University Operating Status

A photo of the #BlackLivesMatter Vigil poster

 

About 400 students, faculty, staff and others came together in a call for justice and an end to racial violence in a virtual vigil that brought the Rutgers community together to show solidarity with protests nationwide sparked by the death of George Floyd in police custody.

The program, organized by Rutgers University-New Brunswick’s Cultural Center Collaborative, included a moving tribute and reading of the names of more than 100 black lives lost to violence. Those remembered ranged in ages from 7-year-old Aiyana Jones who was shot and killed in Detroit during a police raid, Tamir Rice, a 12-year-old boy shot and killed by a police officer in Cleveland while playing with a toy gun, and many others who have filled the headlines over the years including Eric Garner, Ahmaud Arbery, Breonna Taylor, Michael Brown and Trayvon Martin.
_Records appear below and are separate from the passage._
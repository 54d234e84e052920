//! Configuration management commands.

use std::path::{Path, PathBuf};

use clap::Args;
use gpgvault_core::config::Config;
use gpgvault_core::paths;

/// Config command arguments.
#[derive(Args)]
pub struct ConfigArgs {
    #[command(subcommand)]
    pub command: ConfigCommand,
}

#[derive(clap::Subcommand)]
pub enum ConfigCommand {
    /// Show the effective configuration (passphrase redacted)
    Show,

    /// Show configuration file path
    Path,

    /// Initialize configuration
    Init {
        /// Force overwrite existing config
        #[arg(short, long)]
        force: bool,
    },

    /// Validate configuration
    Validate,
}

/// Run the config command. `path` is the `--config` override, if any.
pub async fn run(args: ConfigArgs, path: Option<&Path>) -> anyhow::Result<()> {
    match args.command {
        ConfigCommand::Show => {
            let config = Config::resolve(path)?;
            println!("{}", serde_json::to_string_pretty(&redacted(&config)?)?);
        }

        ConfigCommand::Path => {
            println!("{}", config_path(path)?.display());
        }

        ConfigCommand::Init { force } => {
            let path = config_path(path)?;

            if path.exists() && !force {
                anyhow::bail!(
                    "Config file already exists: {:?}. Use --force to overwrite.",
                    path
                );
            }

            let config = Config::default();
            paths::ensure_keyring_dir(&config.keyring_home()?)?;
            config.save(&path)?;

            println!("Created config file: {:?}", path);
        }

        ConfigCommand::Validate => {
            let config = Config::resolve(path)
                .map_err(|e| anyhow::anyhow!("Failed to load config: {}", e))?;
            match config.validate() {
                Ok(_) => println!("Configuration is valid"),
                Err(e) => anyhow::bail!("{}", e),
            }
        }
    }

    Ok(())
}

fn config_path(path: Option<&Path>) -> anyhow::Result<PathBuf> {
    match path {
        Some(p) => Ok(p.to_path_buf()),
        None => Ok(paths::config_file()?),
    }
}

/// JSON view of `config` with the passphrase masked.
fn redacted(config: &Config) -> anyhow::Result<serde_json::Value> {
    let mut json = serde_json::to_value(config)?;
    if let Some(passphrase) = json.pointer_mut("/gpg/passphrase") {
        *passphrase = serde_json::Value::String("[REDACTED]".to_string());
    }
    Ok(json)
}
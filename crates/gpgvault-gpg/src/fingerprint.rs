//! Canonical fingerprints and their human-readable layout.

use std::fmt;

use serde::{Deserialize, Serialize};

use crate::error::GpgError;
use crate::Result;

/// Shown in place of a fingerprint for a key that was never resolved.
pub const NO_FINGERPRINT: &str = "NO FINGERPRINT";

const FINGERPRINT_LEN: usize = 40;

/// A 40 hex character OpenPGP v4 fingerprint, as reported by the engine.
#[derive(Debug, Clone, PartialEq, Eq, Hash, PartialOrd, Ord, Serialize, Deserialize)]
#[serde(try_from = "String", into = "String")]
pub struct Fingerprint(String);

impl Fingerprint {
    /// Validate an engine- or database-supplied fingerprint.
    pub fn parse(raw: &str) -> Result<Self> {
        if raw.len() == FINGERPRINT_LEN && raw.bytes().all(|b| b.is_ascii_hexdigit()) {
            Ok(Self(raw.to_string()))
        } else {
            Err(GpgError::InvalidFingerprint(raw.to_string()))
        }
    }

    /// The raw 40 character form.
    pub fn as_str(&self) -> &str {
        &self.0
    }

    /// Grouped form, e.g. `ABCD ABCD ABCD ABCD ABCD  ABCD ABCD ABCD ABCD ABCD`.
    pub fn pretty(&self) -> String {
        let chunks: Vec<&str> = (0..FINGERPRINT_LEN)
            .step_by(4)
            .map(|i| &self.0[i..i + 4])
            .collect();
        format!("{}  {}", chunks[..5].join(" "), chunks[5..].join(" "))
    }
}

/// Human-readable fingerprint, or [`NO_FINGERPRINT`] when there is none.
pub fn prettify_fingerprint(fingerprint: Option<&Fingerprint>) -> String {
    match fingerprint {
        Some(fpr) => fpr.pretty(),
        None => NO_FINGERPRINT.to_string(),
    }
}

impl fmt::Display for Fingerprint {
    fn fmt(&self, f: &mut fmt::Formatter<'_>) -> fmt::Result {
        f.write_str(&self.0)
    }
}

impl TryFrom<String> for Fingerprint {
    type Error = GpgError;

    fn try_from(value: String) -> Result<Self> {
        Self::parse(&value)
    }
}

impl From<Fingerprint> for String {
    fn from(fpr: Fingerprint) -> Self {
        fpr.0
    }
}

impl AsRef<str> for Fingerprint {
    fn as_ref(&self) -> &str {
        &self.0
    }
}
“As we mourn the continual violence against black bodies at the hands of the police, we cry out for justice, for our humanity and for change,’’ said Felicia McGinty, executive vice chancellor of administration and planning at Rutgers–New Brunswick, who offered a call to action. “In the work of structural change that dismantles systems of oppression, we all have a role to play. Our administration, faculty, staff and students must come with a renewed commitment to end anti-blackness and racism. I call on each of you to be an active part of creating that change. Dismantling the system of oppression calls for collective work but we cannot get weary. We stand with you, we are in this struggle together and we cannot be silent.”
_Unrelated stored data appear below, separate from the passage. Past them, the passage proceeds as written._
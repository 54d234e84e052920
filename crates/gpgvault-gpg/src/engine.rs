//! The `gpg` backed engine.

use std::path::PathBuf;
use std::time::Duration;

use async_trait::async_trait;
use gpgvault_core::config::GpgConfig;
use gpgvault_core::SecretString;
use tracing::{debug, warn};

use crate::command::GpgCommand;
use crate::error::GpgError;
use crate::fingerprint::Fingerprint;
use crate::keyid::KeyId;
use crate::keyring::{Encryptor, Keyring};
use crate::parse::{self, ImportResult};
use crate::Result;

/// Header every armored ciphertext starts with.
pub const PGP_MESSAGE_HEADER: &str = "-----BEGIN PGP MESSAGE-----";

/// Whether `value` looks like armored OpenPGP ciphertext.
pub fn is_armored_message(value: &[u8]) -> bool {
    let start = value
        .iter()
        .position(|b| !b.is_ascii_whitespace())
        .unwrap_or(value.len());
    value[start..].starts_with(PGP_MESSAGE_HEADER.as_bytes())
}

/// OpenPGP engine driving the `gpg` binary against one keyring home.
///
/// Recipients are trusted unconditionally (`--trust-model always`): being in
/// an owner's registry is the trust decision, not the web of trust.
#[derive(Debug, Clone)]
pub struct Gnupg {
    command: GpgCommand,
    passphrase: Option<SecretString>,
}

impl Gnupg {
    /// Create an engine around an existing command runner.
    pub fn new(command: GpgCommand) -> Self {
        Self {
            command,
            passphrase: None,
        }
    }

    /// Build from configuration with the keyring at `homedir`.
    pub fn from_config(config: &GpgConfig, homedir: impl Into<PathBuf>) -> Self {
        let command = GpgCommand::new(&config.binary, homedir)
            .with_timeout(Duration::from_secs(config.timeout_secs));
        Self {
            command,
            passphrase: config.passphrase.clone(),
        }
    }

    /// Set the passphrase protecting the local operational keyring.
    pub fn with_passphrase(mut self, passphrase: SecretString) -> Self {
        self.passphrase = Some(passphrase);
        self
    }

    /// Engine version line, e.g. `gpg (GnuPG) 2.4.4`.
    pub async fn version(&self) -> Result<String> {
        let output = self.command.run(&["--version".to_string()], None).await?;
        if !output.success() {
            return Err(GpgError::execution_failed(output.stderr_summary().to_string()));
        }
        Ok(String::from_utf8_lossy(&output.stdout)
            .lines()
            .next()
            .unwrap_or_default()
            .to_string())
    }

    /// Arguments and stdin prefix carrying the passphrase, if configured.
    ///
    /// gpg reads one line from the passphrase fd and treats the rest of the
    /// stream as plaintext, so a line break inside the passphrase is refused.
    fn passphrase_input(&self) -> Result<(Vec<String>, Vec<u8>)> {
        match &self.passphrase {
            Some(passphrase) if !passphrase.is_empty() => {
                if passphrase.expose_secret().contains(['\n', '\r']) {
                    return Err(GpgError::encryption_failed(
                        "configured passphrase contains a line break",
                    ));
                }
                let args = ["--pinentry-mode", "loopback", "--passphrase-fd", "0"]
                    .iter()
                    .map(|s| s.to_string())
                    .collect();
                let mut line = passphrase.expose_secret().as_bytes().to_vec();
                line.push(b'\n');
                Ok((args, line))
            }
            _ => Ok((Vec::new(), Vec::new())),
        }
    }
}

fn owned(args: &[&str]) -> Vec<String> {
    args.iter().map(|s| s.to_string()).collect()
}

#[async_trait]
impl Keyring for Gnupg {
    async fn list_keys(&self, key_id: &KeyId) -> Result<Vec<Fingerprint>> {
        let mut args = owned(&[
            "--list-keys",
            "--fixed-list-mode",
            "--fingerprint",
            "--with-colons",
            "--list-options",
            "no-show-photos",
        ]);
        args.push(key_id.to_string());

        let output = self.command.run(&args, None).await?;

        // gpg exits 2 with "No public key" when nothing matches
        if !output.success() {
            debug!(%key_id, stderr = output.stderr_summary(), "no local match");
            return Ok(Vec::new());
        }

        Ok(parse::primary_fingerprints(&String::from_utf8_lossy(
            &output.stdout,
        )))
    }

    async fn receive_keys(&self, keyserver: &str, key_id: &KeyId) -> Result<ImportResult> {
        let mut args = owned(&["--status-fd", "1", "--keyserver"]);
        args.push(keyserver.to_string());
        args.push("--recv-keys".to_string());
        args.push(key_id.to_string());

        let output = self.command.run(&args, None).await?;
        let result = parse::import_result(output.status_lines());

        if !output.success() && result.count == 0 {
            // A miss on the keyserver also exits non-zero; the count decides
            warn!(
                %key_id,
                keyserver,
                exit_code = output.exit_code,
                stderr = output.stderr_summary(),
                "keyserver receive imported nothing"
            );
        }

        Ok(result)
    }
}

#[async_trait]
impl Encryptor for Gnupg {
    async fn encrypt(&self, plaintext: &[u8], recipients: &[Fingerprint]) -> Result<Vec<u8>> {
        if recipients.is_empty() {
            return Err(GpgError::NoRecipients);
        }

        let (mut args, mut stdin) = self.passphrase_input()?;
        args.extend(owned(&[
            "--yes",
            "--encrypt",
            "--armor",
            "--trust-model",
            "always",
        ]));
        for fpr in recipients {
            args.push("--recipient".to_string());
            args.push(fpr.to_string());
        }
        stdin.extend_from_slice(plaintext);

        let output = self.command.run(&args, Some(stdin)).await.map_err(|e| match e {
            GpgError::Timeout(_) | GpgError::ExecutionFailed(_) | GpgError::Io(_) => {
                GpgError::encryption_failed(e.to_string())
            }
            other => other,
        })?;

        if !output.success() {
            return Err(GpgError::encryption_failed(format!(
                "gpg exited with {}: {}",
                output.exit_code,
                output.stderr_summary()
            )));
        }
        if output.stdout.is_empty() {
            return Err(GpgError::encryption_failed("gpg produced no output"));
        }

        debug!(
            recipients = recipients.len(),
            bytes = output.stdout.len(),
            "encrypted value"
        );
        Ok(output.stdout)
    }
}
The Cultural Center Collaborative, within the Division of Student Affairs, which includes the campus’s Paul Robeson Cultural Center, Center for Social Justice Education & LGBT Communities, Center for Latino Arts & Culture and Asian American Cultural Center, invited the community to come together Wednesday night to share messages of solidarity, prayers of hope and healing, and stories of resilience.

“It’s important that we provide opportunities for our students and campus community to come together to reflect on the tragedy of George Floyd’s death and to honor the many lives that have been lost because of racial violence and police brutality in our country,” said Salvador B. Mena, vice chancellor of student affairs at Rutgers-New Brunswick. “Our community has to be part of the healing process and the virtual vigil is one way to begin that process together.”

Tyron Tucker, a rising junior and incoming treasurer for the Black Lives Matter Rutgers student group, said, “We must remember and honor those that we have lost at the hands of police brutality and to the unjust system in our country.”

Joan Collier, director of diversity education and outreach at the Office of Diversity, Inclusion and Community Engagement, and Keywuan Caulk, interim director of the Rutgers-New Brunswick’s Center for Social Justice Education & LGBT Communities, delivered messages of solidarity and resilience.

“As we gather in moments like these to care for ourselves as a community, in community with one another and to center black folks' collective and individual healing, we gather to remember those who are no longer here in flesh but remain with us in spirit,” said Collier. “In our living, because we do live, may we remember the wisdom, resistance strategies, fortitude and dreams of our ancestors who serve as our cloud witnesses and those who remain with us in the constant struggle for freedom.”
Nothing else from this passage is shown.